Relying on disk drive manufacturers to assure low error rates is the second and traditional way to maintain data integrity. But many in the computer industry believe that disk drive manufacturers are unnecessarily carrying the primary burden for maintaining disk system data reliability. By providing nearly perfect disk media and sophisticated read/write (R/W) channels, disk manufacturers have maintained very low disk drive error rates.

Max Roth is a member of the technical staff at Vertex Peripherals Corp, 2150 Bering Dr, San Jose, CA 95131, where he is responsible for read/write channel and spindle motor control. Mr Roth holds a BS from the Technion Institute of Technology, Haifa, Israel.
System reliability could easily be maintained if the controller manufacturers/designers improve their own error correction schemes by using greater redundancy. They could also improve reliability by selecting ECC codes that increase correction capability while minimizing miscorrection.
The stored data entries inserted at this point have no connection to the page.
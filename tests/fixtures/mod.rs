//! Shared fixtures for the integration tests
//!
//! - staging roots laid out like a Gradle `maven-publish` release build
//! - a recording signer that never spawns a process
//! - release configs pointing at temporary directories

#![allow(dead_code)]

use maven_bundle::config::{deep_merge, EffectiveConfig, ReleaseConfig};
use maven_bundle::signing::{signature_path, SigningError};
use maven_bundle::Signer;
use serde_json::{json, Value};
use std::fs;
use std::path::{Path, PathBuf};
use std::sync::{Arc, Mutex};
use tempfile::TempDir;

pub const GROUP_ID: &str = "dev.sbs";
pub const ARTIFACT_ID: &str = "mylib";
pub const VERSION: &str = "1.0.3";

/// The four artifacts a release build stages
pub const RELEASE_FILES: &[&str] = &[
    "mylib-1.0.3-base.jar",
    "mylib-1.0.3-sources.jar",
    "mylib-1.0.3-javadoc.jar",
    "pom-default.xml",
];

/// Write each named file under `root` with distinct content
pub fn stage(root: &Path, names: &[&str]) {
    for name in names {
        let path = root.join(name);
        if let Some(parent) = path.parent() {
            fs::create_dir_all(parent).unwrap();
        }
        fs::write(&path, format!("content of {}", name)).unwrap();
    }
}

/// A fresh staging root holding a complete release
pub fn release_staging() -> TempDir {
    let dir = TempDir::new().unwrap();
    stage(dir.path(), RELEASE_FILES);
    dir
}

/// Release config for the test coordinate; `overrides` is merged last
pub fn release_config(staging: &Path, output_dir: &Path, overrides: Value) -> ReleaseConfig {
    let base = json!({
        "project": {"group_id": GROUP_ID, "name": ARTIFACT_ID, "version": VERSION},
        "staging": {"root": staging},
        "archive": {"output_dir": output_dir}
    });
    EffectiveConfig::build(None, Some(deep_merge(base, overrides)))
        .unwrap()
        .release()
        .unwrap()
}

/// Snapshot every sidecar under `root` as (relative path, bytes)
pub fn sidecars(root: &Path) -> Vec<(PathBuf, Vec<u8>)> {
    let mut found = Vec::new();
    for entry in walkdir::WalkDir::new(root).sort_by_file_name() {
        let entry = entry.unwrap();
        let path = entry.path();
        let is_sidecar = matches!(
            path.extension().and_then(|e| e.to_str()),
            Some("sha1" | "md5" | "asc")
        );
        if entry.file_type().is_file() && is_sidecar {
            found.push((
                path.strip_prefix(root).unwrap().to_path_buf(),
                fs::read(path).unwrap(),
            ));
        }
    }
    found
}

/// Signer that records every call and writes a fake armored signature
#[derive(Clone, Default)]
pub struct RecordingSigner {
    calls: Arc<Mutex<Vec<PathBuf>>>,
}

impl RecordingSigner {
    pub fn new() -> Self {
        Self::default()
    }

    pub fn calls(&self) -> Vec<PathBuf> {
        self.calls.lock().unwrap().clone()
    }

    pub fn call_count(&self) -> usize {
        self.calls.lock().unwrap().len()
    }
}

impl Signer for RecordingSigner {
    fn sign(&self, path: &Path) -> Result<(), SigningError> {
        self.calls.lock().unwrap().push(path.to_path_buf());
        fs::write(
            signature_path(path),
            format!("-----BEGIN PGP SIGNATURE-----\n{}\n", path.display()),
        )
        .map_err(|source| SigningError::Io {
            path: path.to_path_buf(),
            source,
        })
    }
}

/// Config overrides that run `sh -c <script>` as the signing tool.
///
/// The file to sign arrives as `$1`.
pub fn shell_signing(script: &str, timeout_seconds: u64) -> Value {
    json!({
        "signing": {
            "enabled": true,
            "program": "sh",
            "args": ["-c", script, "sign"],
            "timeout_seconds": timeout_seconds
        }
    })
}
//! Repository metadata import
//!
//! A local `install` leaves `maven-metadata-local.xml` in the local
//! repository. Copying it into the staging metadata directory lets the
//! bundle ship a repository-level descriptor next to the versioned tree.

use std::env;
use std::fs;
use std::io;
use std::path::{Path, PathBuf};

use tracing::{debug, info, warn};

use crate::coordinate::RepositoryCoordinate;

/// File name written by a local install
pub const LOCAL_METADATA_NAME: &str = "maven-metadata-local.xml";

/// File name expected inside the bundle
pub const METADATA_NAME: &str = "maven-metadata.xml";

/// `$HOME/.m2/repository`, if a home directory is known
pub fn default_local_repository() -> Option<PathBuf> {
    env::var_os("HOME")
        .filter(|home| !home.is_empty())
        .map(|home| PathBuf::from(home).join(".m2").join("repository"))
}

/// Where the local install keeps metadata for `coordinate`
pub fn local_metadata_path(local_repository: &Path, coordinate: &RepositoryCoordinate) -> PathBuf {
    let mut path = local_repository.to_path_buf();
    for segment in coordinate.group_id.split('.') {
        path.push(segment);
    }
    path.push(&coordinate.artifact_id);
    path.push(LOCAL_METADATA_NAME);
    path
}

/// Copy the local repository metadata into `<staging_root>/<metadata_dir>`.
///
/// An identical copy already in place is left untouched so its mtime does
/// not mark it stale. Returns the destination path, or `None` when the
/// local repository has no metadata for this coordinate.
pub fn import_local_metadata(
    local_repository: &Path,
    coordinate: &RepositoryCoordinate,
    staging_root: &Path,
    metadata_dir: &str,
) -> io::Result<Option<PathBuf>> {
    let source = local_metadata_path(local_repository, coordinate);
    if !source.is_file() {
        warn!(
            path = %source.display(),
            "no local repository metadata found, bundle will not include maven-metadata.xml"
        );
        return Ok(None);
    }

    let dest_dir = staging_root.join(metadata_dir);
    fs::create_dir_all(&dest_dir)?;
    let dest = dest_dir.join(METADATA_NAME);
    let contents = fs::read(&source)?;
    if dest.is_file() && fs::read(&dest)? == contents {
        debug!(path = %dest.display(), "repository metadata already up to date");
        return Ok(Some(dest));
    }
    fs::write(&dest, &contents)?;

    info!(from = %source.display(), to = %dest.display(), "imported repository metadata");
    Ok(Some(dest))
}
This would even be true with a significant increase in raw disk drive error rates. In any case, system manufacturers should implement ECC to guard against error rate variations among disk drives.
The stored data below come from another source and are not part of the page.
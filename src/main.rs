//! maven-bundle CLI
//!
//! Entry point for the `maven-bundle` command-line tool.

use clap::{Args, Parser, Subcommand};
use maven_bundle::archive::list_entries;
use maven_bundle::checksum::write_checksums;
use maven_bundle::config::{ConfigError, DEFAULT_CONFIG_FILE};
use maven_bundle::{ArchiveFormat, EffectiveConfig, ExitCode, ReleaseError, ReleasePipeline};
use maven_digest::{digest_file, parse_algorithms, DEFAULT_ALGORITHMS};
use serde_json::{json, Map, Value};
use std::path::{Path, PathBuf};
use std::process;
use tracing_subscriber::layer::SubscriberExt;
use tracing_subscriber::util::SubscriberInitExt;
use tracing_subscriber::EnvFilter;

#[derive(Parser)]
#[command(name = "maven-bundle")]
#[command(about = "Checksum, sign and package release artifacts as a Maven repository bundle", version)]
struct Cli {
    /// Log debug output
    #[arg(long, short = 'v', global = true)]
    verbose: bool,

    #[command(subcommand)]
    command: Commands,
}

#[derive(Subcommand)]
enum Commands {
    /// Checksum, sign and archive the staging root
    Bundle {
        #[command(flatten)]
        release: ReleaseArgs,

        /// Print the bundle report as JSON
        #[arg(long)]
        json: bool,
    },

    /// Write checksum and signature sidecars without archiving
    Collect {
        #[command(flatten)]
        release: ReleaseArgs,

        /// Print the collection report as JSON
        #[arg(long)]
        json: bool,
    },

    /// Archive the staging root as it is
    Assemble {
        #[command(flatten)]
        release: ReleaseArgs,

        /// Print the archive summary as JSON
        #[arg(long)]
        json: bool,
    },

    /// Print or write digests of individual files
    Checksum {
        /// Files to digest
        #[arg(required = true)]
        files: Vec<PathBuf>,

        /// Digest algorithm (repeatable; default: SHA-1 and MD5)
        #[arg(long, short = 'a')]
        algorithm: Vec<String>,

        /// Write `<file>.<ext>` sidecars instead of printing
        #[arg(long)]
        write: bool,
    },

    /// List the entries of a bundle archive
    List {
        /// Archive path (.zip or .tar.gz)
        archive: PathBuf,

        /// Output in JSON format
        #[arg(long)]
        json: bool,
    },

    /// Print the effective configuration with provenance
    Config {
        #[command(flatten)]
        release: ReleaseArgs,
    },
}

/// Flags shared by every command that reads the release configuration
#[derive(Args)]
struct ReleaseArgs {
    /// Release config file (default: ./release.toml when present)
    #[arg(long, short = 'c')]
    config: Option<PathBuf>,

    /// Staging root
    #[arg(long)]
    staging: Option<PathBuf>,

    /// Archive output directory
    #[arg(long)]
    output_dir: Option<PathBuf>,

    /// Maven groupId
    #[arg(long)]
    group_id: Option<String>,

    /// Project name (artifactId defaults to its lowercased form)
    #[arg(long)]
    name: Option<String>,

    /// Maven artifactId
    #[arg(long)]
    artifact_id: Option<String>,

    /// Release version
    #[arg(long = "version", value_name = "VERSION")]
    release_version: Option<String>,

    /// Archive format (zip, tar.gz, tgz)
    #[arg(long, value_parser = clap::value_parser!(ArchiveFormat))]
    format: Option<ArchiveFormat>,

    /// Digest algorithm (repeatable, replaces the configured list)
    #[arg(long, short = 'a')]
    algorithm: Vec<String>,

    /// Signing key passed as --local-user
    #[arg(long)]
    key_id: Option<String>,

    /// Skip signing
    #[arg(long)]
    no_sign: bool,

    /// Copy maven-metadata-local.xml from the local repository first
    #[arg(long)]
    import_metadata: bool,
}

impl ReleaseArgs {
    /// CLI layer of the configuration; only flags that were given
    fn overrides(&self) -> Value {
        let mut root = Map::new();
        let mut section = |name: &str, key: &str, value: Value| {
            let entry = root
                .entry(name.to_string())
                .or_insert_with(|| Value::Object(Map::new()));
            if let Value::Object(map) = entry {
                map.insert(key.to_string(), value);
            }
        };

        if let Some(group_id) = &self.group_id {
            section("project", "group_id", json!(group_id));
        }
        if let Some(name) = &self.name {
            section("project", "name", json!(name));
        }
        if let Some(artifact_id) = &self.artifact_id {
            section("project", "artifact_id", json!(artifact_id));
        }
        if let Some(version) = &self.release_version {
            section("project", "version", json!(version));
        }
        if let Some(staging) = &self.staging {
            section("staging", "root", json!(staging));
        }
        if let Some(output_dir) = &self.output_dir {
            section("archive", "output_dir", json!(output_dir));
        }
        if let Some(format) = &self.format {
            section("archive", "format", json!(format));
        }
        if !self.algorithm.is_empty() {
            section("checksums", "algorithms", json!(self.algorithm));
        }
        if let Some(key_id) = &self.key_id {
            section("signing", "key_id", json!(key_id));
        }
        if self.no_sign {
            section("signing", "enabled", json!(false));
        }
        if self.import_metadata {
            section("metadata", "import_local", json!(true));
        }

        Value::Object(root)
    }

    fn load(&self) -> Result<EffectiveConfig, ConfigError> {
        let config_path = match &self.config {
            Some(path) => Some(path.clone()),
            None => {
                let default = PathBuf::from(DEFAULT_CONFIG_FILE);
                default.is_file().then_some(default)
            }
        };
        EffectiveConfig::build(config_path.as_deref(), Some(self.overrides()))
    }
}

fn main() {
    let cli = Cli::parse();
    init_logging(cli.verbose);

    let code = match cli.command {
        Commands::Bundle { release, json } => run_bundle(&release, json),
        Commands::Collect { release, json } => run_collect(&release, json),
        Commands::Assemble { release, json } => run_assemble(&release, json),
        Commands::Checksum {
            files,
            algorithm,
            write,
        } => run_checksum(&files, &algorithm, write),
        Commands::List { archive, json } => run_list(&archive, json),
        Commands::Config { release } => run_config(&release),
    };

    process::exit(code.as_i32());
}

fn init_logging(verbose: bool) {
    let default_level = if verbose { "debug" } else { "info" };
    let filter = EnvFilter::try_from_default_env().unwrap_or_else(|_| EnvFilter::new(default_level));

    tracing_subscriber::registry()
        .with(filter)
        .with(
            tracing_subscriber::fmt::layer()
                .with_target(false)
                .with_writer(std::io::stderr),
        )
        .init();
}

fn pipeline(release: &ReleaseArgs) -> Result<ReleasePipeline, ReleaseError> {
    let effective = release.load()?;
    Ok(ReleasePipeline::new(effective.release()?))
}

fn run_bundle(release: &ReleaseArgs, json_output: bool) -> ExitCode {
    let result = pipeline(release).and_then(|mut p| p.run());
    match result {
        Ok(report) => {
            if json_output {
                print_json(&report)
            } else {
                eprintln!(
                    "Bundled {} ({} files, {} signed, {} signatures reused)",
                    report.coordinate,
                    report.collected.files.len(),
                    report.collected.signed(),
                    report.collected.reused_signatures()
                );
                if report.archive.duplicates > 0 {
                    eprintln!(
                        "Warning: {} duplicate archive paths were overwritten",
                        report.archive.duplicates
                    );
                }
                println!("{}", report.archive.path.display());
                ExitCode::Success
            }
        }
        Err(e) => report_error(&e, json_output),
    }
}

fn run_collect(release: &ReleaseArgs, json_output: bool) -> ExitCode {
    let result = pipeline(release).and_then(|mut p| p.collect());
    match result {
        Ok(report) => {
            if json_output {
                print_json(&report)
            } else {
                for file in &report.files {
                    eprintln!(
                        "  {} [{}] {} checksums, signature {:?}",
                        file.file.relative_path.display(),
                        file.file.role,
                        file.checksums.len(),
                        file.signature
                    );
                }
                eprintln!(
                    "Collected {} files ({} checksums written, {} signed)",
                    report.files.len(),
                    report.checksums_written(),
                    report.signed()
                );
                ExitCode::Success
            }
        }
        Err(e) => report_error(&e, json_output),
    }
}

fn run_assemble(release: &ReleaseArgs, json_output: bool) -> ExitCode {
    let result = pipeline(release).and_then(|p| p.assemble());
    match result {
        Ok(summary) => {
            if json_output {
                print_json(&summary)
            } else {
                for entry in &summary.entries {
                    eprintln!("  {}", entry);
                }
                eprintln!("Wrote {} entries, sha256 {}", summary.entries.len(), summary.sha256);
                println!("{}", summary.path.display());
                ExitCode::Success
            }
        }
        Err(e) => report_error(&e, json_output),
    }
}

fn run_checksum(files: &[PathBuf], names: &[String], write: bool) -> ExitCode {
    let algorithms = if names.is_empty() {
        DEFAULT_ALGORITHMS.to_vec()
    } else {
        match parse_algorithms(names) {
            Ok(algorithms) => algorithms,
            Err(e) => return report_error(&ReleaseError::from(e), false),
        }
    };

    for file in files {
        if write {
            match write_checksums(file, &algorithms) {
                Ok(records) => {
                    for record in records {
                        eprintln!("Wrote {}", record.sidecar_path().display());
                    }
                }
                Err(source) => return io_failure(file, source),
            }
        } else {
            for algorithm in &algorithms {
                match digest_file(file, *algorithm) {
                    Ok(digest) => println!("{}  {}  {}", algorithm, digest, file.display()),
                    Err(source) => return io_failure(file, source),
                }
            }
        }
    }

    ExitCode::Success
}

fn run_list(archive: &Path, json_output: bool) -> ExitCode {
    match list_entries(archive) {
        Ok(entries) => {
            if json_output {
                print_json(&entries)
            } else {
                for entry in entries {
                    println!("{}", entry);
                }
                ExitCode::Success
            }
        }
        Err(e) => report_error(&ReleaseError::from(e), json_output),
    }
}

fn run_config(release: &ReleaseArgs) -> ExitCode {
    match release.load() {
        Ok(effective) => print_json(&effective),
        Err(e) => report_error(&ReleaseError::from(e), true),
    }
}

fn print_json<T: serde::Serialize>(value: &T) -> ExitCode {
    match serde_json::to_string_pretty(value) {
        Ok(json) => {
            println!("{}", json);
            ExitCode::Success
        }
        Err(e) => {
            eprintln!("Error serializing output: {}", e);
            ExitCode::Io
        }
    }
}

fn io_failure(path: &Path, source: std::io::Error) -> ExitCode {
    report_error(
        &ReleaseError::Io {
            path: path.to_path_buf(),
            source,
        },
        false,
    )
}

fn report_error(error: &ReleaseError, json_output: bool) -> ExitCode {
    let code = error.exit_code();
    if json_output {
        let body = json!({
            "error": {
                "kind": error.kind(),
                "message": error.to_string(),
                "exit_code": code.as_i32(),
            }
        });
        println!("{}", body);
    }
    eprintln!("Error: {}", error);
    code
}
//! Maven repository bundle assembly
//!
//! Lays the staged files out under `groupPath/artifactId/version`, renames
//! the generated POM and base jar to their canonical names, places the
//! metadata subdirectory one level up under `groupPath/artifactId`, and
//! writes everything into a single compressed archive.

mod rename;
mod writer;

pub use rename::{default_rule_configs, RenameError, RenameRule, RenameRuleConfig, RenameRules};
pub use writer::list_entries;

use serde::{Deserialize, Serialize};
use sha2::{Digest, Sha256};
use std::collections::BTreeMap;
use std::fmt;
use std::fs;
use std::io;
use std::path::{Component, Path, PathBuf};
use std::str::FromStr;

use tempfile::NamedTempFile;
use tracing::{debug, info, warn};
use walkdir::WalkDir;

use crate::coordinate::RepositoryCoordinate;
use crate::staging::{IgnoreRules, StagingError, DEFAULT_METADATA_DIR};

/// Errors from archive assembly
#[derive(Debug, thiserror::Error)]
pub enum ArchiveError {
    #[error("IO error at {}: {source}", .path.display())]
    Io {
        path: PathBuf,
        #[source]
        source: io::Error,
    },

    #[error("zip error: {0}")]
    Zip(#[from] zip::result::ZipError),

    #[error("compression error: {0}")]
    Encode(#[source] io::Error),

    #[error(transparent)]
    Staging(#[from] StagingError),

    #[error("staging root {} contains no files", .0.display())]
    Empty(PathBuf),

    #[error("cannot determine archive format of {}", .0.display())]
    UnknownFormat(PathBuf),
}

/// Output archive format
#[derive(Debug, Clone, Copy, PartialEq, Eq, Default, Serialize, Deserialize)]
#[serde(rename_all = "kebab-case")]
pub enum ArchiveFormat {
    /// Deflated zip (what repository upload portals accept)
    #[default]
    Zip,
    /// Gzip-compressed tar
    #[serde(rename = "tar.gz")]
    TarGz,
}

impl ArchiveFormat {
    /// File extension without the leading dot
    pub fn extension(&self) -> &'static str {
        match self {
            ArchiveFormat::Zip => "zip",
            ArchiveFormat::TarGz => "tar.gz",
        }
    }

    /// Detect the format from an archive path
    pub fn from_path(path: &Path) -> Option<Self> {
        let name = path.file_name()?.to_string_lossy().to_lowercase();
        if name.ends_with(".zip") {
            Some(ArchiveFormat::Zip)
        } else if name.ends_with(".tar.gz") || name.ends_with(".tgz") {
            Some(ArchiveFormat::TarGz)
        } else {
            None
        }
    }

    /// `<projectName>-<version>-maven.<ext>`
    pub fn default_file_name(&self, project_name: &str, version: &str) -> String {
        format!("{}-{}-maven.{}", project_name, version, self.extension())
    }
}

impl fmt::Display for ArchiveFormat {
    fn fmt(&self, f: &mut fmt::Formatter<'_>) -> fmt::Result {
        f.write_str(self.extension())
    }
}

impl FromStr for ArchiveFormat {
    type Err = String;

    fn from_str(s: &str) -> Result<Self, Self::Err> {
        match s.to_ascii_lowercase().as_str() {
            "zip" => Ok(ArchiveFormat::Zip),
            "tar.gz" | "tgz" | "tar-gz" => Ok(ArchiveFormat::TarGz),
            other => Err(format!("unknown archive format: {}", other)),
        }
    }
}

/// A file copied into the archive under a (possibly renamed) target path
#[derive(Debug, Clone, PartialEq, Eq, Serialize)]
pub struct ArchiveEntry {
    pub source: PathBuf,
    pub target: String,
}

/// The full, ordered set of entries to write
#[derive(Debug, Clone, Default)]
pub struct ArchivePlan {
    entries: BTreeMap<String, PathBuf>,
    duplicates: usize,
}

impl ArchivePlan {
    /// Add an entry; a later entry for the same target replaces the earlier one
    pub fn insert(&mut self, source: PathBuf, target: String) {
        if let Some(previous) = self.entries.insert(target.clone(), source) {
            self.duplicates += 1;
            warn!(
                target = %target,
                replaced = %previous.display(),
                "duplicate archive path, keeping the last file"
            );
        }
    }

    /// Entries sorted by target path
    pub fn entries(&self) -> impl Iterator<Item = ArchiveEntry> + '_ {
        self.entries.iter().map(|(target, source)| ArchiveEntry {
            source: source.clone(),
            target: target.clone(),
        })
    }

    /// Target paths in archive order
    pub fn targets(&self) -> Vec<String> {
        self.entries.keys().cloned().collect()
    }

    /// Source file planned for a target path
    pub fn source_for(&self, target: &str) -> Option<&Path> {
        self.entries.get(target).map(PathBuf::as_path)
    }

    /// Number of entries
    pub fn len(&self) -> usize {
        self.entries.len()
    }

    /// Whether the plan has no entries
    pub fn is_empty(&self) -> bool {
        self.entries.is_empty()
    }

    /// How many target collisions were resolved by "last write wins"
    pub fn duplicates(&self) -> usize {
        self.duplicates
    }
}

/// Result of writing an archive
#[derive(Debug, Clone, Serialize)]
pub struct ArchiveSummary {
    pub path: PathBuf,
    pub format: ArchiveFormat,
    pub entries: Vec<String>,
    pub sha256: String,
    pub size: u64,
    pub duplicates: usize,
}

/// Builds the repository bundle for one coordinate
#[derive(Debug, Clone)]
pub struct Archiver {
    coordinate: RepositoryCoordinate,
    rules: RenameRules,
    format: ArchiveFormat,
    metadata_dir: String,
    ignore: IgnoreRules,
}
//! Maven repository bundle builder
//!
//! Turns a directory of release build outputs into an upload-ready Maven
//! repository bundle: every artifact gets checksum sidecars and a
//! detached signature, then the whole set is renamed into the
//! `groupPath/artifactId/version` layout and written as one archive.

pub mod archive;
pub mod checksum;
pub mod collect;
pub mod config;
pub mod coordinate;
pub mod error;
pub mod metadata;
pub mod pipeline;
pub mod signing;
pub mod staging;

pub use archive::{ArchiveFormat, ArchiveSummary, Archiver, RenameRules};
pub use collect::{CollectReport, Collector};
pub use config::{EffectiveConfig, ReleaseConfig};
pub use coordinate::RepositoryCoordinate;
pub use error::{ExitCode, ReleaseError};
pub use pipeline::{BundleReport, ReleasePipeline};
pub use signing::{CommandSigner, SignatureManager, Signer};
While system designers continue to rely on disk drive manufacturers to provide low error rates, the manufacturers must maintain these low error rates by using nearly perfect recording surfaces and a capable read channel. It is worth noting that data separation is an important read channel function. This feature is implemented in the disk controller for present 5 1/4" Winchester disk drives. Because the data separator's performance can contribute to data errors, future interface standards are incorporating data separation in the disk drive electronics rather than in the controller. This places full responsibility for data integrity on the disk drive manufacturer.

Causes of data errors
A data bit from the disk drive must be detected within a fixed length of time, known as the decision window. The data transfer rate and the encoding scheme determine the duration of the decision window. In the case of standard 5 1/4" Winchester drives, using a 5M-bps data transfer rate and modified frequency modulation (MFM) encoding, the decision window is 100 ns wide. Any bit undetected within this time period is considered an error.

In the ideal world where there is no interference and no noise, all data bits are centered within the decision window and no data errors occur. If intersymbol interference (pulse interaction) is considered, a bit shift or jitter occurs (no pulses are exactly centered but all are within the decision window). The amount of bit shift can be determined by superimposing adjacent bits. This amount is primarily a function of the encoding scheme used.
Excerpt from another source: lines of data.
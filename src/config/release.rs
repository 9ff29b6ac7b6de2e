//! Typed view of the merged configuration

use serde::{Deserialize, Serialize};
use std::path::PathBuf;

use super::ConfigError;
use crate::archive::{ArchiveFormat, RenameRuleConfig};
use crate::coordinate::RepositoryCoordinate;
use crate::signing::FreshnessPolicy;
use crate::staging::ArtifactRole;

/// Upper bound for `signing.timeout_seconds`
pub const MAX_SIGNING_TIMEOUT_SECONDS: u64 = 3600;

/// `[project]`
#[derive(Debug, Clone, PartialEq, Serialize, Deserialize)]
pub struct ProjectConfig {
    pub group_id: String,
    /// Project name; the artifactId defaults to its lowercased form
    pub name: String,
    pub artifact_id: Option<String>,
    pub version: String,
}

impl ProjectConfig {
    /// Resolve the repository coordinate
    pub fn coordinate(&self) -> Result<RepositoryCoordinate, ConfigError> {
        let result = match &self.artifact_id {
            Some(artifact_id) => {
                RepositoryCoordinate::new(&self.group_id, artifact_id.as_str(), &self.version)
            }
            None => RepositoryCoordinate::from_project(&self.group_id, &self.name, &self.version),
        };
        result.map_err(|e| ConfigError::ValidationError(format!("project: {}", e)))
    }
}

/// `[staging]`
#[derive(Debug, Clone, PartialEq, Serialize, Deserialize)]
pub struct StagingConfig {
    pub root: PathBuf,
    pub metadata_dir: String,
    pub required: Vec<ArtifactRole>,
    pub ignore: Vec<String>,
    /// File with extra ignore globs, one per line
    pub ignore_file: Option<PathBuf>,
}

/// `[checksums]`
///
/// Names stay strings here; they are parsed before any file is touched.
#[derive(Debug, Clone, PartialEq, Serialize, Deserialize)]
pub struct ChecksumConfig {
    pub algorithms: Vec<String>,
}

/// `[signing]`
#[derive(Debug, Clone, PartialEq, Serialize, Deserialize)]
pub struct SigningConfig {
    pub enabled: bool,
    pub program: String,
    pub args: Vec<String>,
    pub key_id: Option<String>,
    pub timeout_seconds: u64,
    pub freshness: FreshnessPolicy,
    /// Ledger file for the content-hash policy
    pub ledger: PathBuf,
}

/// `[archive]`
#[derive(Debug, Clone, PartialEq, Serialize, Deserialize)]
pub struct ArchiveConfig {
    pub output_dir: PathBuf,
    pub file_name: Option<String>,
    pub format: ArchiveFormat,
    pub rename: Vec<RenameRuleConfig>,
}

impl ArchiveConfig {
    /// Output archive path for a project.
    ///
    /// `file_name` may use the `{groupId}`, `{artifactId}` and `{version}`
    /// placeholders; without it the name is `<name>-<version>-maven.<ext>`.
    pub fn output_path(&self, project: &ProjectConfig, coordinate: &RepositoryCoordinate) -> PathBuf {
        let file_name = match &self.file_name {
            Some(template) => coordinate.expand(template),
            None => self
                .format
                .default_file_name(&project.name, &coordinate.version),
        };
        self.output_dir.join(file_name)
    }
}

/// `[metadata]`
#[derive(Debug, Clone, PartialEq, Serialize, Deserialize)]
pub struct MetadataConfig {
    pub import_local: bool,
    pub local_repository: Option<PathBuf>,
}

/// Complete release configuration
#[derive(Debug, Clone, PartialEq, Serialize, Deserialize)]
pub struct ReleaseConfig {
    pub project: ProjectConfig,
    pub staging: StagingConfig,
    pub checksums: ChecksumConfig,
    pub signing: SigningConfig,
    pub archive: ArchiveConfig,
    pub metadata: MetadataConfig,
}

impl ReleaseConfig {
    /// Range and shape checks that do not need the coordinate
    pub fn validate(&self) -> Result<(), ConfigError> {
        let timeout = self.signing.timeout_seconds;
        if timeout == 0 || timeout > MAX_SIGNING_TIMEOUT_SECONDS {
            return Err(ConfigError::ValidationError(format!(
                "signing.timeout_seconds must be in (0, {}]",
                MAX_SIGNING_TIMEOUT_SECONDS
            )));
        }

        let metadata_dir = &self.staging.metadata_dir;
        if metadata_dir.is_empty() || metadata_dir.contains(['/', '\\']) {
            return Err(ConfigError::ValidationError(format!(
                "staging.metadata_dir must be a single directory name, got {:?}",
                metadata_dir
            )));
        }

        if self.checksums.algorithms.is_empty() {
            return Err(ConfigError::ValidationError(
                "checksums.algorithms must not be empty".to_string(),
            ));
        }

        if self.signing.enabled && self.signing.program.trim().is_empty() {
            return Err(ConfigError::ValidationError(
                "signing.program must be set when signing is enabled".to_string(),
            ));
        }

        if let Some(name) = &self.archive.file_name {
            if name.is_empty() || name.contains(['/', '\\']) {
                return Err(ConfigError::ValidationError(format!(
                    "archive.file_name must be a plain file name, got {:?}",
                    name
                )));
            }
        }

        Ok(())
    }
}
Noise and jitter intrinsic to the data separator also induce bit shift. Noise includes media head and electronic noise, overwrite modulation, and adjacent track interference caused by misposition of the read head in the data track. The result is a bit distribution superimposed on the bit shift due to pulse interaction. Mathematically, the bit shift (J = bit shift jitter) can be expressed as

\[ J = X_1 + X_2 + X_3 + X_4 \]

where

- \( X_1 \) = zero-crossing jitter caused by noise
- \( X_2 \) = intersymbol interference
- \( X_3 \) = data separator window jitter
- \( X_4 \) = mispositioning jitter

The nominal value of J is zero, as in the ideal case. Deviation from nominal is due to the variables \( X_1, X_2, X_3, \) and \( X_4 \). These variables have

---

**Just what is ECC?**

*by Neal Glover*

**Data Systems Technology**

Error correction code (ECC) allows data to be accurately reconstructed from encoded data that contain errors. These codes are used in computer and communication systems to increase data storage and transmission integrity.

An encoded data record typically contains a data segment that is identical to the raw data, and a redundant segment that is generated from the raw data by a generator polynomial. Dividing the encoded data by the generator polynomial is the first step in decoding. Data are assumed to be error free only if the remainder is zero. Usually, a nonzero remainder has enough information to allow the accurate reconstruction of the original data, provided that errors within the encoded record do not exceed the capability of the code being used.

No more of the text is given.